Your answer should consist of the listing, repeated exactly.
(TASK MATERIAL Opens)
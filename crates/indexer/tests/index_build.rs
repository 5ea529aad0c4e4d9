use pretty_assertions::assert_eq;
use serde_json::Value;
use std::path::Path;
use tempfile::TempDir;
use threadmap_indexer::{IndexBuilder, IndexOptions};
use threadmap_protocol::{read_json, InferredMapExport, RepoLayout, ThreadsSource};

fn write_context(layout: &RepoLayout, name: &str, body: &str) {
    std::fs::create_dir_all(layout.contexts_dir()).expect("create contexts");
    std::fs::write(layout.contexts_dir().join(name), body).expect("write context");
}

fn seed_sessions(layout: &RepoLayout) {
    write_context(
        layout,
        "s1.md",
        "---\nsession_id: s1\nstatus: done\n---\n<!--machine-json-start-->\n{\"primary_thread\": \"A\", \"related_threads\": [\"B\"]}\n<!--machine-json-end-->\n",
    );
    write_context(
        layout,
        "s2.md",
        "---\nsession_id: s2\nactive_threads: [A, B]\n---\n",
    );
    write_context(layout, "s3.md", "---\nsession_id: s3\nactive_threads: [A]\n---\n");
}

fn read_value(path: &Path) -> Value {
    read_json(path).expect("read json").expect("file exists")
}

#[test]
fn inferred_index_links_threads_that_share_sessions() {
    let temp = TempDir::new().expect("tempdir");
    let layout = RepoLayout::new(temp.path());
    seed_sessions(&layout);

    let outcome = IndexBuilder::new(layout.clone(), IndexOptions::default())
        .expect("builder")
        .run()
        .expect("index");

    let index = read_value(&outcome.index_path);
    assert_eq!(index["metadata"]["threads_source"], "inferred_from_sessions");
    assert_eq!(index["metadata"]["generated_by"], "threadmap index");
    assert!(index["metadata"]["generated_at"]
        .as_str()
        .expect("timestamp")
        .ends_with('Z'));

    // A: 2 of 3 sessions with B (0.67); B: 2 of 2 with A.
    assert_eq!(
        index["threads"]["A"]["edges"],
        serde_json::json!([{"to": "B", "type": "directly_related", "weight": 1.0}])
    );
    assert_eq!(
        index["threads"]["B"]["recommended_expansion"],
        serde_json::json!(["A"])
    );
    let paths: Vec<_> = index["sessions"]
        .as_array()
        .expect("sessions")
        .iter()
        .map(|s| s["path"].as_str().expect("path").to_string())
        .collect();
    assert_eq!(
        paths,
        vec![
            ".github/copilot/contexts/s1.md",
            ".github/copilot/contexts/s2.md",
            ".github/copilot/contexts/s3.md",
        ]
    );
}

#[test]
fn repeated_runs_produce_identical_sessions_and_threads() {
    let temp = TempDir::new().expect("tempdir");
    let layout = RepoLayout::new(temp.path());
    seed_sessions(&layout);
    write_context(
        &layout,
        "loose notes.md",
        "---\nsession_id: loose\n---\nno threads here\n",
    );

    let run = || {
        let outcome = IndexBuilder::new(layout.clone(), IndexOptions::default())
            .expect("builder")
            .run()
            .expect("index");
        let index = read_value(&outcome.index_path);
        (
            serde_json::to_string(&index["sessions"]).expect("sessions"),
            serde_json::to_string(&index["threads"]).expect("threads"),
        )
    };

    let first = run();
    let second = run();
    assert_eq!(first, second);
    assert!(first.1.contains("\"loose-notes\""));
}

#[test]
fn export_map_writes_inferred_provenance() {
    let temp = TempDir::new().expect("tempdir");
    let layout = RepoLayout::new(temp.path());
    seed_sessions(&layout);

    let options = IndexOptions {
        out_dir: Some(layout.runtime_dir().to_path_buf()),
        export_map: true,
        ..Default::default()
    };
    IndexBuilder::new(layout.clone(), options)
        .expect("builder")
        .run()
        .expect("index");

    let export: InferredMapExport =
        read_json(&layout.runtime_dir().join("thread-map.inferred.json"))
            .expect("read export")
            .expect("export exists");
    assert_eq!(export.provenance.source_sessions_count, 3);
    assert_eq!(export.threads["A"].count, 3);
    let to_b = &export.threads["A"].relations.directly_related[0];
    assert_eq!(to_b.name, "B");
    assert_eq!(to_b.count, 2);
    assert_eq!(
        to_b.examples,
        vec![
            ".github/copilot/contexts/s1.md",
            ".github/copilot/contexts/s2.md",
        ]
    );

    let last_run = read_value(&layout.last_run_path());
    assert_eq!(last_run["sessions_count"], 3);
    assert_eq!(last_run["threads_count"], 2);
}

#[test]
fn legacy_map_is_recorded_by_path() {
    let temp = TempDir::new().expect("tempdir");
    let layout = RepoLayout::new(temp.path());
    seed_sessions(&layout);
    let legacy = temp.path().join(".github").join("contexts");
    std::fs::create_dir_all(&legacy).expect("legacy dir");
    std::fs::write(
        legacy.join("thread-relationships.json"),
        r#"{"thread_relationships": {"A": {"directly_related": ["A", "C"], "often_related": ["C"]}}}"#,
    )
    .expect("write map");

    let options = IndexOptions {
        export_map: true,
        ..Default::default()
    };
    let outcome = IndexBuilder::new(layout, options)
        .expect("builder")
        .run()
        .expect("index");

    let document = &outcome.built.document;
    assert_eq!(
        document.metadata.threads_source,
        ThreadsSource::LegacyFile(".github/contexts/thread-relationships.json".into())
    );
    assert_eq!(document.threads.len(), 1);
    assert_eq!(document.threads["A"].recommended_expansion, vec!["C"]);
    let targets: Vec<_> = document.threads["A"]
        .edges
        .iter()
        .map(|e| e.to.as_str())
        .collect();
    assert_eq!(targets, vec!["A", "C", "C"]);
    assert!(!outcome
        .files_written
        .iter()
        .any(|f| f.ends_with("thread-map.inferred.json")));
}

#[test]
fn empty_repository_still_writes_an_index() {
    let temp = TempDir::new().expect("tempdir");
    let layout = RepoLayout::new(temp.path());

    let outcome = IndexBuilder::new(layout, IndexOptions::default())
        .expect("builder")
        .run()
        .expect("index");

    assert!(outcome.built.document.sessions.is_empty());
    assert!(outcome.built.document.threads.is_empty());
    assert!(outcome.index_path.exists());
}

#[test]
fn unusable_committed_map_falls_back_to_inference() {
    let temp = TempDir::new().expect("tempdir");
    let layout = RepoLayout::new(temp.path());
    seed_sessions(&layout);
    std::fs::write(layout.committed_map_path(), "{ not json").expect("write map");

    let built = IndexBuilder::new(layout.clone(), IndexOptions::default())
        .expect("builder")
        .build()
        .expect("build");
    assert_eq!(
        built.document.metadata.threads_source,
        ThreadsSource::InferredFromSessions
    );
    assert_eq!(built.skipped_maps.len(), 1);
    assert_eq!(built.skipped_maps[0].path, layout.committed_map_path());

    std::fs::write(layout.committed_map_path(), "{}").expect("write map");
    let built = IndexBuilder::new(layout, IndexOptions::default())
        .expect("builder")
        .build()
        .expect("build");
    assert_eq!(
        built.document.metadata.threads_source,
        ThreadsSource::InferredFromSessions
    );
    assert!(built.skipped_maps.is_empty());
    assert!(built.inference.is_some());
}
(TASK MATERIAL Closes)
EXERCISE OUTPUT:
filename crates/indexer/tests/index_build.rs
repository 5ea529aad0c4e4d9
use pretty_assertions::assert_eq;
use serde_json::Value;
use std::path::Path;
use tempfile::TempDir;
use threadmap_indexer::{IndexBuilder, IndexOptions};
use threadmap_protocol::{read_json, InferredMapExport, RepoLayout, ThreadsSource};

fn write_context(layout: &RepoLayout, name: &str, body: &str) {
    std::fs::create_dir_all(layout.contexts_dir()).expect("create contexts");
    std::fs::write(layout.contexts_dir().join(name), body).expect("write context");
}

fn seed_sessions(layout: &RepoLayout) {
    write_context(
        layout,
        "s1.md",
        "---\nsession_id: s1\nstatus: done\n---\n<!--machine-json-start-->\n{\"primary_thread\": \"A\", \"related_threads\": [\"B\"]}\n<!--machine-json-end-->\n",
    );
    write_context(
        layout,
        "s2.md",
        "---\nsession_id: s2\nactive_threads: [A, B]\n---\n",
    );
    write_context(layout, "s3.md", "---\nsession_id: s3\nactive_threads: [A]\n---\n");
}

fn read_value(path: &Path) -> Value {
    read_json(path).expect("read json").expect("file exists")
}

#[test]
fn inferred_index_links_threads_that_share_sessions() {
    let temp = TempDir::new().expect("tempdir");
    let layout = RepoLayout::new(temp.path());
    seed_sessions(&layout);

    let outcome = IndexBuilder::new(layout.clone(), IndexOptions::default())
        .expect("builder")
        .run()
        .expect("index");

    let index = read_value(&outcome.index_path);
    assert_eq!(index["metadata"]["threads_source"], "inferred_from_sessions");
    assert_eq!(index["metadata"]["generated_by"], "threadmap index");
    assert!(index["metadata"]["generated_at"]
        .as_str()
        .expect("timestamp")
        .ends_with('Z'));

    // A: 2 of 3 sessions with B (0.67); B: 2 of 2 with A.
    assert_eq!(
        index["threads"]["A"]["edges"],
        serde_json::json!([{"to": "B", "type": "directly_related", "weight": 1.0}])
    );
    assert_eq!(
        index["threads"]["B"]["recommended_expansion"],
        serde_json::json!(["A"])
    );
    let paths: Vec<_> = index["sessions"]
        .as_array()
        .expect("sessions")
        .iter()
        .map(|s| s["path"].as_str().expect("path").to_string())
        .collect();
    assert_eq!(
        paths,
        vec![
            ".github/copilot/contexts/s1.md",
            ".github/copilot/contexts/s2.md",
            ".github/copilot/contexts/s3.md",
        ]
    );
}

#[test]
fn repeated_runs_produce_identical_sessions_and_threads() {
    let temp = TempDir::new().expect("tempdir");
    let layout = RepoLayout::new(temp.path());
    seed_sessions(&layout);
    write_context(
        &layout,
        "loose notes.md",
        "---\nsession_id: loose\n---\nno threads here\n",
    );

    let run = || {
        let outcome = IndexBuilder::new(layout.clone(), IndexOptions::default())
            .expect("builder")
            .run()
            .expect("index");
        let index = read_value(&outcome.index_path);
        (
            serde_json::to_string(&index["sessions"]).expect("sessions"),
            serde_json::to_string(&index["threads"]).expect("threads"),
        )
    };

    let first = run();
    let second = run();
    assert_eq!(first, second);
    assert!(first.1.contains("\"loose-notes\""));
}

#[test]
fn export_map_writes_inferred_provenance() {
    let temp = TempDir::new().expect("tempdir");
    let layout = RepoLayout::new(temp.path());
    seed_sessions(&layout);

    let options = IndexOptions {
        out_dir: Some(layout.runtime_dir().to_path_buf()),
        export_map: true,
        ..Default::default()
    };
    IndexBuilder::new(layout.clone(), options)
        .expect("builder")
        .run()
        .expect("index");

    let export: InferredMapExport =
        read_json(&layout.runtime_dir().join("thread-map.inferred.json"))
            .expect("read export")
            .expect("export exists");
    assert_eq!(export.provenance.source_sessions_count, 3);
    assert_eq!(export.threads["A"].count, 3);
    let to_b = &export.threads["A"].relations.directly_related[0];
    assert_eq!(to_b.name, "B");
    assert_eq!(to_b.count, 2);
    assert_eq!(
        to_b.examples,
        vec![
            ".github/copilot/contexts/s1.md",
            ".github/copilot/contexts/s2.md",
        ]
    );

    let last_run = read_value(&layout.last_run_path());
    assert_eq!(last_run["sessions_count"], 3);
    assert_eq!(last_run["threads_count"], 2);
}

#[test]
fn legacy_map_is_recorded_by_path() {
    let temp = TempDir::new().expect("tempdir");
    let layout = RepoLayout::new(temp.path());
    seed_sessions(&layout);
    let legacy = temp.path().join(".github").join("contexts");
    std::fs::create_dir_all(&legacy).expect("legacy dir");
    std::fs::write(
        legacy.join("thread-relationships.json"),
        r#"{"thread_relationships": {"A": {"directly_related": ["A", "C"], "often_related": ["C"]}}}"#,
    )
    .expect("write map");

    let options = IndexOptions {
        export_map: true,
        ..Default::default()
    };
    let outcome = IndexBuilder::new(layout, options)
        .expect("builder")
        .run()
        .expect("index");

    let document = &outcome.built.document;
    assert_eq!(
        document.metadata.threads_source,
        ThreadsSource::LegacyFile(".github/contexts/thread-relationships.json".into())
    );
    assert_eq!(document.threads.len(), 1);
    assert_eq!(document.threads["A"].recommended_expansion, vec!["C"]);
    let targets: Vec<_> = document.threads["A"]
        .edges
        .iter()
        .map(|e| e.to.as_str())
        .collect();
    assert_eq!(targets, vec!["A", "C", "C"]);
    assert!(!outcome
        .files_written
        .iter()
        .any(|f| f.ends_with("thread-map.inferred.json")));
}

#[test]
fn empty_repository_still_writes_an_index() {
    let temp = TempDir::new().expect("tempdir");
    let layout = RepoLayout::new(temp.path());

    let outcome = IndexBuilder::new(layout, IndexOptions::default())
        .expect("builder")
        .run()
        .expect("index");

    assert!(outcome.built.document.sessions.is_empty());
    assert!(outcome.built.document.threads.is_empty());
    assert!(outcome.index_path.exists());
}

#[test]
fn unusable_committed_map_falls_back_to_inference() {
    let temp = TempDir::new().expect("tempdir");
    let layout = RepoLayout::new(temp.path());
    seed_sessions(&layout);
    std::fs::write(layout.committed_map_path(), "{ not json").expect("write map");

    let built = IndexBuilder::new(layout.clone(), IndexOptions::default())
        .expect("builder")
        .build()
        .expect("build");
    assert_eq!(
        built.document.metadata.threads_source,
        ThreadsSource::InferredFromSessions
    );
    assert_eq!(built.skipped_maps.len(), 1);
    assert_eq!(built.skipped_maps[0].path, layout.committed_map_path());

    std::fs::write(layout.committed_map_path(), "{}").expect("write map");
    let built = IndexBuilder::new(layout, IndexOptions::default())
        .expect("builder")
        .build()
        .expect("build");
    assert_eq!(
        built.document.metadata.threads_source,
        ThreadsSource::InferredFromSessions
    );
    assert!(built.skipped_maps.is_empty());
    assert!(built.inference.is_some());
}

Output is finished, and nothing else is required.